Exercise:
Find the line with "impl PartialOrd for" in the entries below, then reproduce it and every line after it down to and including the line with "pub struct Path", exactly.
[Opening Recorded data section]
//! Path elements and paths.

use crate::value::{FieldList, Value};
use std::cmp::Ordering;
use std::fmt;

/// One step into a value tree.
#[derive(Debug, Clone, PartialEq, Eq, Hash)]
pub enum PathElement {
    /// A struct field or map entry.
    FieldName(String),
    /// An associative list element, identified by its key fields.
    Key(FieldList),
    /// An element of a set-like list, identified by its own value.
    Value(Value),
    /// A list element identified by position.
    Index(usize),
}

impl PathElement {
    pub fn field_name(name: impl Into<String>) -> Self {
        PathElement::FieldName(name.into())
    }

    pub fn key(fields: FieldList) -> Self {
        PathElement::Key(fields)
    }

    pub fn value(v: Value) -> Self {
        PathElement::Value(v)
    }

    pub fn index(i: usize) -> Self {
        PathElement::Index(i)
    }

    pub fn as_field_name(&self) -> Option<&str> {
        match self {
            PathElement::FieldName(name) => Some(name),
            _ => None,
        }
    }

    fn kind_order(&self) -> u8 {
        match self {
            PathElement::FieldName(_) => 0,
            PathElement::Key(_) => 1,
            PathElement::Value(_) => 2,
            PathElement::Index(_) => 3,
        }
    }
}

impl PartialOrd for PathElement {
    fn partial_cmp(&self, other: &Self) -> Option<Ordering> {
        Some(self.cmp(other))
    }
}

impl Ord for PathElement {
    fn cmp(&self, other: &Self) -> Ordering {
        match (self, other) {
            (PathElement::FieldName(a), PathElement::FieldName(b)) => a.cmp(b),
            (PathElement::Key(a), PathElement::Key(b)) => a.cmp(b),
            (PathElement::Value(a), PathElement::Value(b)) => a.cmp(b),
            (PathElement::Index(a), PathElement::Index(b)) => a.cmp(b),
            _ => self.kind_order().cmp(&other.kind_order()),
        }
    }
}

impl fmt::Display for PathElement {
    fn fmt(&self, f: &mut fmt::Formatter<'_>) -> fmt::Result {
        match self {
            PathElement::FieldName(name) => write!(f, ".{}", name),
            PathElement::Key(fields) => {
                write!(f, "[")?;
                for (i, field) in fields.iter().enumerate() {
                    if i > 0 {
                        write!(f, ",")?;
                    }
                    write!(f, "{}={}", field.name, field.value)?;
                }
                write!(f, "]")
            }
            PathElement::Value(v) => write!(f, "[={}]", v),
            PathElement::Index(i) => write!(f, "[{}]", i),
        }
    }
}

/// An ordered sequence of path elements from the root of a value.
#[derive(Debug, Clone, Default, PartialEq, Eq, Hash, PartialOrd, Ord)]
pub struct Path {
    elements: Vec<PathElement>,
}

impl Path {
    pub fn new() -> Self {
        Path::default()
    }

    pub fn from_elements(elements: Vec<PathElement>) -> Self {
        Path { elements }
    }

    pub fn len(&self) -> usize {
        self.elements.len()
    }

    pub fn is_empty(&self) -> bool {
        self.elements.is_empty()
    }

    pub fn iter(&self) -> impl Iterator<Item = &PathElement> {
        self.elements.iter()
    }

    pub fn push(&mut self, element: PathElement) {
        self.elements.push(element);
    }

    pub fn pop(&mut self) -> Option<PathElement> {
        self.elements.pop()
    }

    pub fn last(&self) -> Option<&PathElement> {
        self.elements.last()
    }

    /// Returns a copy of this path extended by `element`.
    pub fn with(&self, element: PathElement) -> Self {
        let mut path = self.clone();
        path.push(element);
        path
    }

    pub fn as_slice(&self) -> &[PathElement] {
        &self.elements
    }
}

impl FromIterator<PathElement> for Path {
    fn from_iter<T: IntoIterator<Item = PathElement>>(iter: T) -> Self {
        Path {
            elements: iter.into_iter().collect(),
        }
    }
}

impl<'a> IntoIterator for &'a Path {
    type Item = &'a PathElement;
    type IntoIter = std::slice::Iter<'a, PathElement>;

    fn into_iter(self) -> Self::IntoIter {
        self.elements.iter()
    }
}

impl fmt::Display for Path {
    fn fmt(&self, f: &mut fmt::Formatter<'_>) -> fmt::Result {
        for element in &self.elements {
            write!(f, "{}", element)?;
        }
        Ok(())
    }
}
[Closing Recorded data section]
Answer space:
impl PartialOrd for PathElement {
    fn partial_cmp(&self, other: &Self) -> Option<Ordering> {
        Some(self.cmp(other))
    }
}

impl Ord for PathElement {
    fn cmp(&self, other: &Self) -> Ordering {
        match (self, other) {
            (PathElement::FieldName(a), PathElement::FieldName(b)) => a.cmp(b),
            (PathElement::Key(a), PathElement::Key(b)) => a.cmp(b),
            (PathElement::Value(a), PathElement::Value(b)) => a.cmp(b),
            (PathElement::Index(a), PathElement::Index(b)) => a.cmp(b),
            _ => self.kind_order().cmp(&other.kind_order()),
        }
    }
}

impl fmt::Display for PathElement {
    fn fmt(&self, f: &mut fmt::Formatter<'_>) -> fmt::Result {
        match self {
            PathElement::FieldName(name) => write!(f, ".{}", name),
            PathElement::Key(fields) => {
                write!(f, "[")?;
                for (i, field) in fields.iter().enumerate() {
                    if i > 0 {
                        write!(f, ",")?;
                    }
                    write!(f, "{}={}", field.name, field.value)?;
                }
                write!(f, "]")
            }
            PathElement::Value(v) => write!(f, "[={}]", v),
            PathElement::Index(i) => write!(f, "[{}]", i),
        }
    }
}

/// An ordered sequence of path elements from the root of a value.
#[derive(Debug, Clone, Default, PartialEq, Eq, Hash, PartialOrd, Ord)]
pub struct Path {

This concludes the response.